Pour éviter le surentraînement, vous devez:
1) Étudiez un programme de restauration rapide comprenant 5 à 6 repas par jour, sans malbouffe; Ainsi, en nourrissant votre organisme, vous empêcherez le cortisol d’utiliser vos muscles comme source d’énergie.
2) N'augmentez pas trop le volume d'entraînement:
- La séance d’entraînement ne devrait jamais dépasser 50 à 60 minutes, car des études ont montré qu’après cette période, la production de testostérone (hormone responsable de la croissance musculaire) était réduite tandis que celle de cortisol (hormone catabolique) augmentait.
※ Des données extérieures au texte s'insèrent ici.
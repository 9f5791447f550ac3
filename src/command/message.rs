//! Typed per-delivery view of an inbound command.

use std::collections::HashMap;

use crate::messaging::Message;

/// The typed command a handler receives
///
/// Created once per delivery and never mutated: the transport message id, the
/// deserialized command payload, the correlation headers every reply must
/// carry, and the raw envelope for access to transport headers such as the
/// security token.
#[derive(Debug, Clone)]
pub struct CommandMessage<C> {
    /// Transport-assigned id of the inbound message
    pub message_id: String,
    /// Deserialized command payload
    pub command: C,
    /// Correlation headers derived from the inbound command headers
    pub correlation_headers: HashMap<String, String>,
    /// The raw inbound envelope
    pub message: Message,
}

impl<C> CommandMessage<C> {
    pub fn new(
        message_id: impl Into<String>,
        command: C,
        correlation_headers: HashMap<String, String>,
        message: Message,
    ) -> Self {
        Self {
            message_id: message_id.into(),
            command,
            correlation_headers,
            message,
        }
    }
}
//! Shared test doubles for the dispatch integration suite.

use async_trait::async_trait;
use parking_lot::Mutex;
use std::collections::HashMap;
use std::sync::atomic::{AtomicUsize, Ordering};
use std::sync::Arc;
use std::time::Duration;

use saga_core::locking::InMemoryLockStore;
use saga_core::messaging::MessagingResult;
use saga_core::{LockError, LockStore, LockTarget, Message, MessageProducer, MessagingError};

/// Ordered log of lock and handler events, shared between a
/// [`RecordingLockStore`] and handler closures
pub type EventLog = Arc<Mutex<Vec<String>>>;

pub fn event_log() -> EventLog {
    Arc::new(Mutex::new(Vec::new()))
}

/// Lock store that records successful acquire/release calls in order
pub struct RecordingLockStore {
    inner: InMemoryLockStore,
    events: EventLog,
}

impl RecordingLockStore {
    pub fn new(events: EventLog) -> Self {
        Self {
            inner: InMemoryLockStore::new(),
            events,
        }
    }

    pub fn is_held(&self, target: &LockTarget) -> bool {
        self.inner.is_held(target)
    }

    /// Pre-acquire a target so later acquisitions contend
    pub async fn occupy(&self, target: &LockTarget) {
        self.inner
            .acquire(target, Duration::from_millis(50))
            .await
            .expect("target should be free");
    }
}

#[async_trait]
impl LockStore for RecordingLockStore {
    async fn acquire(&self, target: &LockTarget, timeout: Duration) -> Result<(), LockError> {
        self.inner.acquire(target, timeout).await?;
        self.events.lock().push(format!("acquire:{target}"));
        Ok(())
    }

    async fn release(&self, target: &LockTarget) -> Result<(), LockError> {
        self.inner.release(target).await?;
        self.events.lock().push(format!("release:{target}"));
        Ok(())
    }
}

/// Producer whose first send fails, to exercise independent reply sends
#[derive(Default)]
pub struct FlakyProducer {
    calls: AtomicUsize,
    sent: Mutex<Vec<(String, Message)>>,
}

impl FlakyProducer {
    pub fn new() -> Self {
        Self::default()
    }

    pub fn sent_messages(&self) -> Vec<(String, Message)> {
        self.sent.lock().clone()
    }
}

#[async_trait]
impl MessageProducer for FlakyProducer {
    async fn send(&self, destination: &str, message: Message) -> MessagingResult<()> {
        if self.calls.fetch_add(1, Ordering::SeqCst) == 0 {
            return Err(MessagingError::send(destination, "simulated outage"));
        }
        self.sent.lock().push((destination.to_string(), message));
        Ok(())
    }
}

/// Build an inbound command message from header pairs and a payload
pub fn command_message(payload: &str, headers: &[(&str, &str)]) -> Message {
    let headers: HashMap<String, String> = headers
        .iter()
        .map(|(k, v)| (k.to_string(), v.to_string()))
        .collect();
    Message::new(payload, headers)
}
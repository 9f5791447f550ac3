//! # Lock Coordination
//!
//! Per-resource locking around handler invocation. The dispatch core names
//! the resource to lock (via a handler's pre-lock hook) and owns the
//! acquire/release call sites; the store that holds and contends locks is a
//! collaborator behind the [`LockStore`] trait.

pub mod in_memory;

use async_trait::async_trait;
use serde::{Deserialize, Serialize};
use std::fmt;
use std::time::Duration;
use thiserror::Error;

pub use in_memory::InMemoryLockStore;

/// Identity of a lockable resource
#[derive(Debug, Clone, PartialEq, Eq, Hash, Serialize, Deserialize)]
pub struct LockTarget {
    resource_type: String,
    resource_id: String,
}

impl LockTarget {
    pub fn new(resource_type: impl Into<String>, resource_id: impl Into<String>) -> Self {
        Self {
            resource_type: resource_type.into(),
            resource_id: resource_id.into(),
        }
    }

    pub fn resource_type(&self) -> &str {
        &self.resource_type
    }

    pub fn resource_id(&self) -> &str {
        &self.resource_id
    }
}

impl fmt::Display for LockTarget {
    fn fmt(&self, f: &mut fmt::Formatter<'_>) -> fmt::Result {
        write!(f, "{}/{}", self.resource_type, self.resource_id)
    }
}

/// What should happen to a held lock after a successful invocation
#[derive(Debug, Clone, Copy, PartialEq, Eq)]
pub enum ReleaseDecision {
    /// Release the lock now
    Release,
    /// Keep the lock for a follow-up step of the saga
    Hold,
}

/// Errors from lock store operations
#[derive(Error, Debug)]
pub enum LockError {
    #[error("lock acquisition for {target} timed out after {timeout:?}")]
    Timeout {
        target: LockTarget,
        timeout: Duration,
    },

    #[error("lock for {target} is not held")]
    NotHeld { target: LockTarget },

    #[error("lock store error for {target}: {message}")]
    Store { target: LockTarget, message: String },
}

/// Store that serializes access to lock targets
///
/// Acquisition blocks until the target is free or the timeout elapses.
/// Release of a target that is not held is an error: the dispatch core only
/// releases locks it successfully acquired.
#[async_trait]
pub trait LockStore: Send + Sync {
    /// Acquire the lock for a target, waiting up to `timeout`
    async fn acquire(&self, target: &LockTarget, timeout: Duration) -> Result<(), LockError>;

    /// Release a previously acquired lock
    async fn release(&self, target: &LockTarget) -> Result<(), LockError>;
}
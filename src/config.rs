//! # Dispatcher Configuration
//!
//! Tuning knobs for the dispatch core. Fields default to sensible values so
//! wiring code can deserialize a partial document or start from
//! `DispatcherConfig::default()`.

use serde::{Deserialize, Serialize};
use std::time::Duration;

/// Configuration for a [`CommandDispatcher`](crate::dispatch::CommandDispatcher)
#[derive(Debug, Clone, Serialize, Deserialize)]
pub struct DispatcherConfig {
    /// How long to wait for a configured lock target before failing the
    /// command with a lock-timeout error
    #[serde(default = "default_lock_acquire_timeout_ms")]
    pub lock_acquire_timeout_ms: u64,
}

fn default_lock_acquire_timeout_ms() -> u64 {
    10_000
}

impl Default for DispatcherConfig {
    fn default() -> Self {
        Self {
            lock_acquire_timeout_ms: default_lock_acquire_timeout_ms(),
        }
    }
}

impl DispatcherConfig {
    pub fn lock_acquire_timeout(&self) -> Duration {
        Duration::from_millis(self.lock_acquire_timeout_ms)
    }
}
- Basez vos séances d'entraînement sur 2 ou 3 séances hebdomadaires
3) Toutes les 2 à 3 semaines d’entraînement effectué, 1 semaine de "déchargement" complet ou partiel pour permettre aux muscles de récupérer de la période de stress à laquelle vous les avez soumis.
4) Au repos, pratiquez des techniques de récupération active telles que massage, méditation, musicothérapie, etc.
5) Augmentation de la durée et de la qualité du sommeil (en ce qui concerne les heures, chacun de nous rédige un texte pour lui-même)
6) Ajoutez des suppléments anti-cataboliques à votre alimentation, en particulier en période de stress. Les bons exemples sont la glutamine, la phosphatidylsérine (PS), les BCAA (acides aminés ramifiés).